Join us for our fifth and final discussion of Lincoln Leads: Lockdown Edition, hosted by Dr Alan Garfinkel, on the topic of Cognitive Epidemiology. This is a series of round table discussions on themes at the intersection of disease and society: Language & Literature, Epidemiology & Public Health, Medicine, Politics, and Cognitive Epidemiology.
WHAT IS COGNITIVE EPIDEMIOLOGY?
We refer to the non-biological effects of disease as cognitive epidemiology. These could include emotional responses such as panic or fear. They are the rational or irrational behaviours that individuals adopt when they are faced with the realities of disease. They are the beliefs that pop up when we try to make sense of something like a pandemic. This panel, we’ll be talking about trust, belief, and the role of emotion in our societies, which are at their most visible in the presence of epidemic disease.
OUR SPEAKERS
Anna Löbbert is a first-year DPhil student in Socio-Legal Studies interested in how law shapes political imagination. Her thesis examines conspiracy movements which reinterpret state law to reject the existence of the state. Before coming to Oxford, she studied an MSc in Law and Anthropology at LSE and a BA in Anthropology and Philosophy at FU Berlin.

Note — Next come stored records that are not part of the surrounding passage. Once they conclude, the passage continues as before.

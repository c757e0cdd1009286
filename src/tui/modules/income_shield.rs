//! Income shield: the monthly gap disability cover would need to fill, and
//! how much of it an insurer would actually write.

use ratatui::Frame;
use ratatui::layout::{Constraint, Layout, Rect};
use ratatui::style::{Color, Modifier, Style};
use ratatui::text::{Line, Span};
use ratatui::widgets::{Block, BorderType, Gauge, Paragraph};

use crate::core::config::ResolvedConfig;
use crate::domain::cover;
use crate::tui::component::{Component, EventHandler, Module};
use crate::tui::components::{Field, Form};
use crate::tui::event::TuiEvent;
use crate::tui::modules::money;

pub struct IncomeShield {
    form: Form,
    currency: String,
}

impl IncomeShield {
    pub fn new(config: &ResolvedConfig) -> Self {
        let form = Form::new(
            &config.currency_symbol,
            vec![
                Field::amount("Monthly take-home", 4000.0).step(100.0),
                Field::amount("Essential outgoings", 2800.0).step(100.0),
                Field::amount("Existing monthly cover", 0.0).step(100.0),
            ],
        );
        Self {
            form,
            currency: config.currency_symbol.clone(),
        }
    }
}

impl Module for IncomeShield {
    fn handle_event(&mut self, event: &TuiEvent) -> bool {
        self.form.handle_event(event).is_some()
    }

    fn render(&mut self, frame: &mut Frame, area: Rect) {
        let [form_area, result_area, gauge_area] = Layout::vertical([
            Constraint::Length(self.form.height()),
            Constraint::Length(5),
            Constraint::Length(3),
        ])
        .areas(area);

        self.form.render(frame, form_area);

        let take_home = self.form.amount(0);
        let outgoings = self.form.amount(1);
        let gap = cover::income_gap(take_home, outgoings, self.form.amount(2));

        let mut lines = vec![
            Line::from(vec![
                Span::styled("Monthly gap         ", Style::default().fg(Color::Gray)),
                Span::styled(
                    money(&self.currency, gap.gap),
                    Style::default()
                        .fg(Color::Yellow)
                        .add_modifier(Modifier::BOLD),
                ),
            ]),
            Line::from(vec![
                Span::styled("Suggested benefit   ", Style::default().fg(Color::Gray)),
                Span::styled(
                    money(&self.currency, gap.suggested_benefit),
                    Style::default().fg(Color::Green),
                ),
                Span::styled(
                    format!(
                        "  (insurers cap near {})",
                        money(&self.currency, gap.insurable_cap)
                    ),
                    Style::default().fg(Color::Gray),
                ),
            ]),
        ];
        if gap.shortfall {
            lines.push(Line::from(Span::styled(
                "Even maximum cover leaves outgoings unfunded — trim essentials or add savings.",
                Style::default().fg(Color::Red),
            )));
        }

        let result = Paragraph::new(lines).block(
            Block::bordered()
                .border_type(BorderType::Rounded)
                .border_style(Style::default().fg(Color::DarkGray))
                .title(" Cover gap "),
        );
        frame.render_widget(result, result_area);

        let covered_ratio = if outgoings > 0.0 {
            ((gap.suggested_benefit + self.form.amount(2)) / outgoings).clamp(0.0, 1.0)
        } else {
            1.0
        };
        let gauge = Gauge::default()
            .block(
                Block::bordered()
                    .border_type(BorderType::Rounded)
                    .border_style(Style::default().fg(Color::DarkGray))
                    .title(" Outgoings covered "),
            )
            .gauge_style(Style::default().fg(if gap.shortfall {
                Color::Red
            } else {
                Color::Green
            }))
            .ratio(covered_ratio);
        frame.render_widget(gauge, gauge_area);
    }
}

#[cfg(test)]
mod tests {
    use super::*;
    use ratatui::Terminal;
    use ratatui::backend::TestBackend;

    #[test]
    fn test_render_shows_gap_and_suggestion() {
        let backend = TestBackend::new(90, 18);
        let mut terminal = Terminal::new(backend).unwrap();
        let mut module = IncomeShield::new(&ResolvedConfig::default());
        terminal.draw(|f| module.render(f, f.area())).unwrap();

        let buffer = terminal.backend().buffer();
        let text = buffer.content().iter().map(|c| c.symbol()).collect::<String>();
        // 2800 gap, 65% of 4000 = 2600 cap → shortfall
        assert!(text.contains("Monthly gap"));
        assert!(text.contains("$2,800"));
        assert!(text.contains("$2,600"));
        assert!(text.contains("leaves outgoings unfunded"));
    }
}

Angeliki Myrillas-Brazeau is a second-year DPhil in History who studies rumours of introduced epidemic disease in seventeenth-century North America. She works on early modern communities, biological warfare, and information networks. She holds an MA from Queen Mary, University of London and a BA (Honours) from McGill University. She was co-organiser of Lincoln Leads 2020, and organiser of Lincoln Leads: Lockdown Edition.
Dr Sabine Jaccaud arrived at Lincoln in 1991 from Geneva, as a Berrow Scholar and completed an MPhil and DPhil in Modern English and Comparative Literature. Her career is in Corporate Affairs and strategy consulting, with a focus on change communications, crisis management and research-led campaigns, primarily with global organisations undergoing radical transformation. She has worked in house and as a consultant, independent advisor, non-exec director, public speaker and mentor. Having transferred from academia to a corporate career, she is strongly committed to working across disciplines and advocating for collaborative practices. Most recently she was Director of Cambridge Communications at AstraZeneca. She sits on Lincoln’s Rector’s Alumni Council and is a trustee at Kettle’s Yard, a University of Cambridge Museum.

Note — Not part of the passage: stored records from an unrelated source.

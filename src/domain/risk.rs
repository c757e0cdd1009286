//! Risk profiling questionnaire: five fixed questions, answer points sum
//! to a score, score bands map to a profile with a model allocation.

pub struct Question {
    pub text: &'static str,
    pub answers: &'static [Answer],
}

pub struct Answer {
    pub label: &'static str,
    pub points: u32,
}

pub const QUESTIONS: &[Question] = &[
    Question {
        text: "Your portfolio drops 20% in a month. What do you do?",
        answers: &[
            Answer { label: "Sell everything, I can't watch this", points: 0 },
            Answer { label: "Sell some to stop the bleeding", points: 1 },
            Answer { label: "Hold and wait it out", points: 2 },
            Answer { label: "Buy more while it's cheap", points: 3 },
        ],
    },
    Question {
        text: "When do you expect to need this money?",
        answers: &[
            Answer { label: "Within 3 years", points: 0 },
            Answer { label: "In 3 to 7 years", points: 1 },
            Answer { label: "In 7 to 15 years", points: 2 },
            Answer { label: "Not for 15+ years", points: 3 },
        ],
    },
    Question {
        text: "How stable is your income?",
        answers: &[
            Answer { label: "Irregular or at risk", points: 0 },
            Answer { label: "Mostly stable", points: 1 },
            Answer { label: "Very stable", points: 2 },
            Answer { label: "Stable with reserves to spare", points: 3 },
        ],
    },
    Question {
        text: "Which outcome range would you pick for 10k over a year?",
        answers: &[
            Answer { label: "9.8k to 10.4k", points: 0 },
            Answer { label: "9.2k to 11.2k", points: 1 },
            Answer { label: "8.5k to 12.5k", points: 2 },
            Answer { label: "7k to 15k", points: 3 },
        ],
    },
    Question {
        text: "How much investing experience do you have?",
        answers: &[
            Answer { label: "None", points: 0 },
            Answer { label: "Savings products only", points: 1 },
            Answer { label: "Funds and shares for a few years", points: 2 },
            Answer { label: "Broad, including downturns", points: 3 },
        ],
    },
];

#[derive(Clone, Copy, Debug, PartialEq, Eq)]
pub enum RiskProfile {
    Conservative,
    Cautious,
    Balanced,
    Growth,
    Aggressive,
}

/// Model portfolio split in percent. Always sums to 100.
#[derive(Clone, Copy, Debug, PartialEq, Eq)]
pub struct Allocation {
    pub stocks_pct: u8,
    pub bonds_pct: u8,
    pub cash_pct: u8,
}

impl RiskProfile {
    pub fn label(&self) -> &'static str {
        match self {
            RiskProfile::Conservative => "Conservative",
            RiskProfile::Cautious => "Cautious",
            RiskProfile::Balanced => "Balanced",
            RiskProfile::Growth => "Growth",
            RiskProfile::Aggressive => "Aggressive",
        }
    }

    pub fn allocation(&self) -> Allocation {
        match self {
            RiskProfile::Conservative => Allocation { stocks_pct: 20, bonds_pct: 50, cash_pct: 30 },
            RiskProfile::Cautious => Allocation { stocks_pct: 40, bonds_pct: 45, cash_pct: 15 },
            RiskProfile::Balanced => Allocation { stocks_pct: 60, bonds_pct: 30, cash_pct: 10 },
            RiskProfile::Growth => Allocation { stocks_pct: 80, bonds_pct: 15, cash_pct: 5 },
            RiskProfile::Aggressive => Allocation { stocks_pct: 95, bonds_pct: 5, cash_pct: 0 },
        }
    }

    pub fn summary(&self) -> &'static str {
        match self {
            RiskProfile::Conservative => {
                "Capital preservation first. Expect modest growth and small swings."
            }
            RiskProfile::Cautious => {
                "Mostly defensive, with a measured slice of growth assets."
            }
            RiskProfile::Balanced => {
                "Growth and stability in roughly equal measure."
            }
            RiskProfile::Growth => {
                "Long horizon, growth-heavy. Larger drawdowns are part of the deal."
            }
            RiskProfile::Aggressive => {
                "Maximum growth orientation. Volatility is the price of admission."
            }
        }
    }
}

/// Highest score the questionnaire can produce.
pub fn max_score() -> u32 {
    QUESTIONS
        .iter()
        .map(|q| q.answers.iter().map(|a| a.points).max().unwrap_or(0))
        .sum()
}

/// Sum the points for one chosen answer index per question. Out-of-range
/// indices clamp to the last answer; missing answers count as zero.
pub fn score(choices: &[usize]) -> u32 {
    QUESTIONS
        .iter()
        .zip(choices)
        .map(|(q, &choice)| {
            let idx = choice.min(q.answers.len().saturating_sub(1));
            q.answers[idx].points
        })
        .sum()
}

/// Map a score onto a profile. Bands split the 0..=max range evenly.
pub fn profile_for(score: u32) -> RiskProfile {
    let max = max_score().max(1);
    // Five even bands over the score range
    match score * 5 / (max + 1) {
        0 => RiskProfile::Conservative,
        1 => RiskProfile::Cautious,
        2 => RiskProfile::Balanced,
        3 => RiskProfile::Growth,
        _ => RiskProfile::Aggressive,
    }
}

#[cfg(test)]
mod tests {
    use super::*;

    #[test]
    fn test_max_score() {
        assert_eq!(max_score(), 15);
    }

    #[test]
    fn test_all_lowest_answers_is_conservative() {
        let choices = vec![0; QUESTIONS.len()];
        assert_eq!(profile_for(score(&choices)), RiskProfile::Conservative);
    }

    #[test]
    fn test_all_highest_answers_is_aggressive() {
        let choices = vec![3; QUESTIONS.len()];
        assert_eq!(score(&choices), 15);
        assert_eq!(profile_for(15), RiskProfile::Aggressive);
    }

    #[test]
    fn test_middle_answers_land_near_balanced() {
        let choices = vec![2; QUESTIONS.len()];
        let profile = profile_for(score(&choices));
        assert!(matches!(profile, RiskProfile::Balanced | RiskProfile::Growth));
    }

    #[test]
    fn test_out_of_range_choice_clamps() {
        let choices = vec![99; QUESTIONS.len()];
        assert_eq!(score(&choices), 15);
    }

    #[test]
    fn test_partial_answers_score_partially() {
        assert_eq!(score(&[3]), 3);
        assert_eq!(score(&[]), 0);
    }

    #[test]
    fn test_profile_monotonic_in_score() {
        let mut last = 0u32;
        for s in 0..=max_score() {
            let rank = match profile_for(s) {
                RiskProfile::Conservative => 0,
                RiskProfile::Cautious => 1,
                RiskProfile::Balanced => 2,
                RiskProfile::Growth => 3,
                RiskProfile::Aggressive => 4,
            };
            assert!(rank >= last, "profile rank regressed at score {s}");
            last = rank;
        }
    }

    #[test]
    fn test_allocations_sum_to_hundred() {
        for profile in [
            RiskProfile::Conservative,
            RiskProfile::Cautious,
            RiskProfile::Balanced,
            RiskProfile::Growth,
            RiskProfile::Aggressive,
        ] {
            let a = profile.allocation();
            assert_eq!(
                a.stocks_pct as u32 + a.bonds_pct as u32 + a.cash_pct as u32,
                100,
                "{} allocation does not sum to 100",
                profile.label()
            );
        }
    }
}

Dr Alan Garfinkel is Newton-Abraham Visiting Professor at Lincoln College, Oxford. His permanent post is as Professor of Medicine (Cardiology) and Integrative Biology and Physiology at the University of California, Los Angeles (UCLA). His educational background is in philosophy and mathematics. After a stint as a philosophy professor, he turned to focus on mathematical modeling as a scientific research tool. His research uses mathematical models to understand cardiac arrhythmias.